Early last week, the federal government rejected the state's design for the licenses because they looked too much like those issued to citizens. A few days later new proposed state rules for obtaining them were assailed as being too restrictive and threatening to those who feared the process would be used to identify and deport undocumented immigrants.
The design issue could prove to be the harder impediment to get past. Or not. Some news sources refer to it as needing a tweak to pass muster with the feds. Others call it a “major snag.”
The federal Department of Homeland Security told the state Department of Motor Vehicles (DMV) it wasn't enough to replace the “DL” (for driving license) on the license front with “DP” (driving privilege). The back of the card would have a more-detailed identifier that says, “This card is not acceptable for official federal purposes.”
A letter to the DMV from Homeland Security says federal law requires more: “The REAL ID Act and regulations include specific marking requirements for noncompliant licenses and identification cards to allow Federal officials to quickly determine whether a license or identification card may be accepted for official purposes.”
Democratic State Senator Ricardo Lara, chairman of the California Latino Legislative Caucus, told the New York Times there were other considerations. “We came up with this design, keeping in mind that immigrants continue to be very vulnerable, subject to discrimination, victims of crime and targets of scams. We don’t want to provide them with licenses that will open them up to further discrimination,” he said.
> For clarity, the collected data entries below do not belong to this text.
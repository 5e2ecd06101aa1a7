//! hubbot - a small framework for GitHub App bots.
//!
//! The bot authenticates as a GitHub App, warms an in-memory cache of
//! installations, then serves a webhook endpoint. Verified deliveries are
//! decoded into typed [`Event`]s and handed to async listeners registered by
//! name, each running isolated from the others.

pub mod auth;
pub mod bot;
pub mod config;
pub mod dispatch;
pub mod github;
pub mod server;
pub mod state;
pub mod types;
pub mod webhooks;

#[cfg(test)]
pub mod test_utils;

pub use bot::{Bot, BotContext, BotError, LifecycleError, LifecycleState};
pub use config::{BotConfig, BotSettings};
pub use webhooks::Event;
use std::fmt;
use std::path::Path;

use jsonwebtoken::EncodingKey;

use super::CredentialError;
use crate::types::AppId;

/// The app's identity and signing key. Immutable once loaded.
#[derive(Clone)]
pub struct AppCredential {
    app_id: AppId,
    key: EncodingKey,
    client_id: Option<String>,
    client_secret: Option<String>,
}

impl AppCredential {
    /// Loads a PEM-encoded RSA key (PKCS#1 or PKCS#8).
    pub fn from_pem(app_id: AppId, pem: &[u8]) -> Result<Self, CredentialError> {
        let key = EncodingKey::from_rsa_pem(pem).map_err(CredentialError::InvalidKey)?;
        Ok(AppCredential {
            app_id,
            key,
            client_id: None,
            client_secret: None,
        })
    }

    /// Reads and loads the key at `path`.
    pub fn from_file(app_id: AppId, path: &Path) -> Result<Self, CredentialError> {
        let pem = std::fs::read(path).map_err(|source| CredentialError::ReadKey {
            path: path.to_path_buf(),
            source,
        })?;
        Self::from_pem(app_id, &pem)
    }

    /// Attaches the OAuth client id and secret.
    pub fn with_client(mut self, client_id: Option<String>, client_secret: Option<String>) -> Self {
        self.client_id = client_id;
        self.client_secret = client_secret;
        self
    }

    pub fn app_id(&self) -> AppId {
        self.app_id
    }

    pub fn client_id(&self) -> Option<&str> {
        self.client_id.as_deref()
    }

    pub fn client_secret(&self) -> Option<&str> {
        self.client_secret.as_deref()
    }

    pub(crate) fn key(&self) -> &EncodingKey {
        &self.key
    }
}

impl fmt::Debug for AppCredential {
    fn fmt(&self, f: &mut fmt::Formatter<'_>) -> fmt::Result {
        f.debug_struct("AppCredential")
            .field("app_id", &self.app_id)
            .field("key", &"<redacted>")
            .field("client_id", &self.client_id)
            .field(
                "client_secret",
                &self.client_secret.as_ref().map(|_| "<redacted>"),
            )
            .finish()
    }
}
The fed letter suggested “a unique design or color.” North Carolina's license will be festooned with a dark pink strip across the front with “No Lawful Status” in red type. Illinois uses a distinctive purple strip across the top, instead of the usual red strip, with the phrase “Not valid for identification” prominently displayed out front.
State Senate leader Darrell Steinberg and others have asked Homeland Security to reconsider.
In the meantime, the state announced a few days later that it had come up with rules for what documentation people would have to provide to obtain the special license. The two-part process requires documentation like foreign passports and birth certificates to establish identity, and paperwork like utility bills and medical records to prove California residency.
There is still a debate over whether the documents request is too much or not enough. The deadline for implementation of the law is January 1, 2015.